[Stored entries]
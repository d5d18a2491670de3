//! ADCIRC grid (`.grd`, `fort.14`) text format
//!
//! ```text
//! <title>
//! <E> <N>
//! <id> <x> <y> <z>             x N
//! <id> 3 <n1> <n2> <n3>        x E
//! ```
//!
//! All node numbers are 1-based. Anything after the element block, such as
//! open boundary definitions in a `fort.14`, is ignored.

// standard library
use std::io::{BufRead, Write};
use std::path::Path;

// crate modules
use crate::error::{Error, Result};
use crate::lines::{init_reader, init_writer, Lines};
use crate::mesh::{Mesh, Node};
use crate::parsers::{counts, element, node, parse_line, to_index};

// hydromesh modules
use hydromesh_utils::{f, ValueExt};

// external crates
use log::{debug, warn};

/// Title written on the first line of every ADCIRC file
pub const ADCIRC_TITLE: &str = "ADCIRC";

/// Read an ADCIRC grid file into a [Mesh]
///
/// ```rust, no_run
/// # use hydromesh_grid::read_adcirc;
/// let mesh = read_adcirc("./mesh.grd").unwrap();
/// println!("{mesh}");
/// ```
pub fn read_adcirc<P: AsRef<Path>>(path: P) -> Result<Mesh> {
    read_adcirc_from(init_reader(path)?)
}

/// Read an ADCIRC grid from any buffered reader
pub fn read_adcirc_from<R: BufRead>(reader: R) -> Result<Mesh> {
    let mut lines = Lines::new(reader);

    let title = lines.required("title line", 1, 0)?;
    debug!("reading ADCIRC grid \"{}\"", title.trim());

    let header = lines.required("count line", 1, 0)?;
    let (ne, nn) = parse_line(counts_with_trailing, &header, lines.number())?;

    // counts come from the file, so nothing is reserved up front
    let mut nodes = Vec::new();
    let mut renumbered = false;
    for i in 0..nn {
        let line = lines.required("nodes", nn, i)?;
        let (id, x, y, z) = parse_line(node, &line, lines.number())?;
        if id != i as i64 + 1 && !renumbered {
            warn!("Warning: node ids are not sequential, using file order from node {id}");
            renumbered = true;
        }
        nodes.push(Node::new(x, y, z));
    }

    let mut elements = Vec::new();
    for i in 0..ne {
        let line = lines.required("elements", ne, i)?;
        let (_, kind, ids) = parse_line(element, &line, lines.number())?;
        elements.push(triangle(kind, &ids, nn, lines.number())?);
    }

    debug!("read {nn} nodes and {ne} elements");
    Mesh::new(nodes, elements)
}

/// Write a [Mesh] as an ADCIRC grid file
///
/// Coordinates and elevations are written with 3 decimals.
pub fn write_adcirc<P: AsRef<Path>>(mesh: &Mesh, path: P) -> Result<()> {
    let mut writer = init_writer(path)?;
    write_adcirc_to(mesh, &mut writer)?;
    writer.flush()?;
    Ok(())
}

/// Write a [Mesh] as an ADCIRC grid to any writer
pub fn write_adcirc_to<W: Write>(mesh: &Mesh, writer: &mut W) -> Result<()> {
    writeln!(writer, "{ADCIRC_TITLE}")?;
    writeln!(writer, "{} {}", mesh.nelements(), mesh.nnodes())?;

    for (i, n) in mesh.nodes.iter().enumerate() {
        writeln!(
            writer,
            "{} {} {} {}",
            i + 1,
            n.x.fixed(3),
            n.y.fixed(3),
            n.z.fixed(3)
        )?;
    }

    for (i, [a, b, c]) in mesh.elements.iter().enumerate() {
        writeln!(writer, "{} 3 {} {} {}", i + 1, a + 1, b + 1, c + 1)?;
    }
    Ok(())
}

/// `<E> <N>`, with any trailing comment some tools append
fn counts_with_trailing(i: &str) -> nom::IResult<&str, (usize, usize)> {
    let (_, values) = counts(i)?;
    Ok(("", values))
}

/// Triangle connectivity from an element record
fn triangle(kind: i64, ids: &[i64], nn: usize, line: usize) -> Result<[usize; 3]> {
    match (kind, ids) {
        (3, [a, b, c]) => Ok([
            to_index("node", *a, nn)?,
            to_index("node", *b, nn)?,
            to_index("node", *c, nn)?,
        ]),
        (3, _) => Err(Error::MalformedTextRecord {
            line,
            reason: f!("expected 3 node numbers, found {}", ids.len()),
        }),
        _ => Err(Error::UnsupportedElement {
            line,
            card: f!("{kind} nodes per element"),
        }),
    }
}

→ **TASK ITEM**
Looking at the data above, say how many lines contain the word "Error", with no added words.

→ **RESULT**
3